The loosely connecting thread between the songs is going into the wilderness and emerging intact. The opening track, ‘Lonely Me’ is an old live standard from the New York days, reinvented with a brisk backbeat from bassist Paul Kochanski and drummer JJ O’Connell, while Jon Graboff's pedal steel floats solemnly overhead. Jim Henry, who helmed the instrumental side of the project, adds layers of acoustic and electric guitars: it is astonishing that an album recorded remotely during the lockdown could sound so cohesive. 
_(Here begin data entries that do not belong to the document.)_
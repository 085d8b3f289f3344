//! Single-day chain selection and diversity sampling.
//!
//! # Algorithm
//!
//! A constrained variant of weighted interval scheduling:
//! 1. Sort intervals by jittered end time.
//! 2. DP: `length[i]` = longest chain ending at `i`, `pred[i]` its predecessor.
//!    `j` may precede `i` iff `end[j] <= start[i]` and the courses differ.
//! 3. Backtrack from the first index of maximum length.
//! 4. Reduce to one interval per course, chosen uniformly among the chain
//!    members of that course, in order of first appearance.
//!
//! The course check in step 2 only applies to adjacent chain members, so
//! the raw chain may repeat a course at non-adjacent positions. Step 4 and
//! the week-level canonicalization remove those repeats.
//!
//! # Complexity
//! O(n²) per chain where n = intervals on the day.

use std::collections::HashMap;

use rand::prelude::IndexedRandom;
use rand::Rng;

use super::intervals::{lecture_intervals, DayInterval};
use crate::models::{Catalog, Weekday};

/// An ordered sequence of compatible intervals on one weekday.
#[derive(Debug, Clone, Default, PartialEq)]
pub struct DayChain {
    /// Intervals in chronological order.
    pub intervals: Vec<DayInterval>,
}

impl DayChain {
    /// Creates an empty chain.
    pub fn empty() -> Self {
        Self::default()
    }

    /// Number of intervals.
    pub fn len(&self) -> usize {
        self.intervals.len()
    }

    /// Whether the chain has no intervals.
    pub fn is_empty(&self) -> bool {
        self.intervals.is_empty()
    }

    /// Section ids in chain order.
    pub fn section_ids(&self) -> impl Iterator<Item = &str> + '_ {
        self.intervals.iter().map(|iv| iv.section_id.as_str())
    }
}

impl From<Vec<DayInterval>> for DayChain {
    fn from(intervals: Vec<DayInterval>) -> Self {
        Self { intervals }
    }
}

/// Longest-chain scheduler for one weekday.
///
/// # Example
///
/// ```
/// use u_timetable::timetable::{DayInterval, DayScheduler};
/// use rand::SeedableRng;
///
/// let mut scheduler = DayScheduler::new();
/// scheduler.add_interval(DayInterval::new(9.0, 10.0, "A-1", "A-1-x"));
/// scheduler.add_interval(DayInterval::new(9.5, 10.5, "B-1", "B-1-x"));
/// scheduler.add_interval(DayInterval::new(10.0, 11.0, "C-1", "C-1-x"));
///
/// let mut rng = rand::rngs::SmallRng::seed_from_u64(0);
/// let chain = scheduler.find_optimal_chain(&mut rng);
/// assert_eq!(chain.section_ids().collect::<Vec<_>>(), vec!["A-1-x", "C-1-x"]);
/// ```
#[derive(Debug, Clone, Default)]
pub struct DayScheduler {
    intervals: Vec<DayInterval>,
}

impl DayScheduler {
    /// Creates a scheduler with no intervals.
    pub fn new() -> Self {
        Self::default()
    }

    /// Creates a scheduler from a set of intervals.
    pub fn with_intervals(intervals: Vec<DayInterval>) -> Self {
        Self { intervals }
    }

    /// Registers an interval.
    pub fn add_interval(&mut self, interval: DayInterval) {
        self.intervals.push(interval);
    }

    /// Number of registered intervals.
    pub fn interval_count(&self) -> usize {
        self.intervals.len()
    }

    /// Finds one maximum-length chain, reduced to one interval per course.
    ///
    /// Returns an empty chain when no intervals are registered.
    pub fn find_optimal_chain<R: Rng>(&self, rng: &mut R) -> DayChain {
        let chain = self.longest_chain();
        reduce_per_course(chain, rng)
    }

    /// Steps 1-3: sorted DP and backtracking, without course reduction.
    fn longest_chain(&self) -> Vec<&DayInterval> {
        let mut sorted: Vec<&DayInterval> = self.intervals.iter().collect();
        sorted.sort_by(|a, b| a.sort_end.total_cmp(&b.sort_end));

        let n = sorted.len();
        let mut length = vec![1usize; n];
        let mut pred: Vec<Option<usize>> = vec![None; n];

        for i in 1..n {
            for j in 0..i {
                if sorted[j].precedes(sorted[i]) && length[j] + 1 > length[i] {
                    length[i] = length[j] + 1;
                    pred[i] = Some(j);
                }
            }
        }

        // First index holding the maximum; none for an empty day.
        let mut best: Option<usize> = None;
        for (i, &len) in length.iter().enumerate() {
            if best.map_or(true, |b| len > length[b]) {
                best = Some(i);
            }
        }

        let mut chain = Vec::new();
        let mut cursor = best;
        while let Some(i) = cursor {
            chain.push(sorted[i]);
            cursor = pred[i];
        }
        chain.reverse();
        chain
    }
}

/// Keeps one interval per course, picked uniformly among that course's
/// chain members, ordered by the course's first appearance.
fn reduce_per_course<R: Rng>(chain: Vec<&DayInterval>, rng: &mut R) -> DayChain {
    let mut order: Vec<&str> = Vec::new();
    let mut groups: HashMap<&str, Vec<&DayInterval>> = HashMap::new();
    for &iv in &chain {
        let members = groups.entry(iv.course_id.as_str()).or_default();
        if members.is_empty() {
            order.push(iv.course_id.as_str());
        }
        members.push(iv);
    }

    let intervals = order
        .iter()
        .filter_map(|course| groups[course].choose(rng).map(|iv| (*iv).clone()))
        .collect();
    DayChain { intervals }
}

/// Draws `samples` chains for one weekday and removes exact duplicates.
///
/// Each sample rebuilds the day's intervals with fresh jitter, so equal
/// end times are ordered differently from one sample to the next. The
/// result always holds at least one chain; a day without meetings yields
/// a single empty chain.
pub fn sample_day_chains<R: Rng>(
    catalog: &Catalog,
    day: Weekday,
    samples: usize,
    jitter: f64,
    rng: &mut R,
) -> Vec<DayChain> {
    let mut chains: Vec<DayChain> = Vec::new();
    for _ in 0..samples {
        let scheduler = DayScheduler::with_intervals(lecture_intervals(catalog, day, jitter, rng));
        let chain = scheduler.find_optimal_chain(rng);
        if !chains.contains(&chain) {
            chains.push(chain);
        }
    }

    if chains.is_empty() {
        chains.push(DayChain::empty());
    }

    tracing::debug!(day = ?day, distinct = chains.len(), samples, "day chains sampled");
    chains
}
Henry's mandolin flickers amid Van Dyne's anthemic vocal orchestration in the album's title track, the interweave between the stringed instruments mirroring her vocal dexterity. Van Dyne paints a guardedly victorious lakeside tableau in ‘I'm One,’ Ben Kohn's spare piano lowlighting a tale of staring down a "tangled web of half-truths.” 

"On the other side of all that sorrow brings, find your wings," Van Dyne instructs in ‘Hold On,’ a luscious blend of lushness and twang. There's a soulful roots reggae tune hidden inside ‘Lonely Boy,’ Kohn adding romping piano and slinky organ: it's one of the album's catchiest tunes. Greg Snedeker's cello soars over the bed of guitars in ‘Why Should I Care,’ a rugged individualist's anthem from Van Dyne's earlier days: the harmonies are more tightly constructed this time around. ‘The Story of Me’ is a disarmingly devastating tale of walking wounded, the self-deception and emotional workarounds that those who've been traumatized can fall back on (the song is way more poetic than that mundane description would suggest). Craig Akin's somber bowed bass and Kohn's tersely Romantic piano anchor ‘Unbroken Love,’ a resolute look at finding inner strength under duress. The new version of ‘Owning Up’ - the title track to Van Dyne's debut CD - has a welcome symphonic sweep: there are flying buttresses on this newly sturdy structure. 

The edgiest song on the album is ‘Not Even You,’ a defiant kiss-off number, Henry's incisive fingerpicking underneath Graboff's ominous washes of steel. Van Dyne winds up the record with the fondly soaring ‘Together at Last,’ assembled around Henry's mandolin and Jon Carroll's accordion. Needless to say, it's inspiring to see Van Dyne reasserting the understated power she first made a name for herself with in this city.